DATA FOR ANALYSIS
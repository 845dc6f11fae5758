//! Error types for HERALD operations.
//!
//! This module defines [`HeraldError`], the error enum shared across the
//! HERALD crates. The notification subsystem is silent-by-design towards the
//! embedding UI: errors are logged and handled locally, so these types mostly
//! travel between internal layers rather than up to a user-facing surface.

use std::path::PathBuf;
use thiserror::Error;

/// Result type alias using [`HeraldError`].
pub type Result<T> = std::result::Result<T, HeraldError>;

/// Error type for core HERALD operations.
#[derive(Debug, Error)]
pub enum HeraldError {
    /// Generic I/O error with context
    #[error("I/O error {operation}: {path}")]
    Io {
        operation: String,
        path: PathBuf,
        #[source]
        source: std::io::Error,
    },

    /// Directory creation failed
    #[error("Failed to create directory: {path}")]
    DirectoryCreation {
        path: PathBuf,
        #[source]
        source: std::io::Error,
    },

    /// JSON parsing error
    #[error("JSON parse error in {context}: {message}")]
    JsonParse {
        context: String,
        message: String,
        #[source]
        source: Option<serde_json::Error>,
    },

    /// Internal error (bug in HERALD)
    #[error("Internal error: {message}")]
    Internal { message: String },
}

impl HeraldError {
    /// Create an I/O error
    pub fn io(
        operation: impl Into<String>,
        path: impl Into<PathBuf>,
        source: std::io::Error,
    ) -> Self {
        Self::Io {
            operation: operation.into(),
            path: path.into(),
            source,
        }
    }

    /// Create a JSON parse error
    pub fn json_parse(context: impl Into<String>, source: serde_json::Error) -> Self {
        Self::JsonParse {
            context: context.into(),
            message: source.to_string(),
            source: Some(source),
        }
    }

    /// Create an internal error
    pub fn internal(message: impl Into<String>) -> Self {
        Self::Internal {
            message: message.into(),
        }
    }

    /// Returns true if this error only affects persisted state, not live
    /// behavior. State errors degrade to in-memory defaults (e.g. an empty
    /// dedup ledger) rather than stopping the notification feed.
    pub fn is_state_error(&self) -> bool {
        matches!(self, Self::Io { .. } | Self::JsonParse { .. })
    }
}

WHAT THIS TASK INVOLVES
The lines to return are those in the material above that hold "operations".

SOLUTION
//! Error types for HERALD operations.
/// Error type for core HERALD operations.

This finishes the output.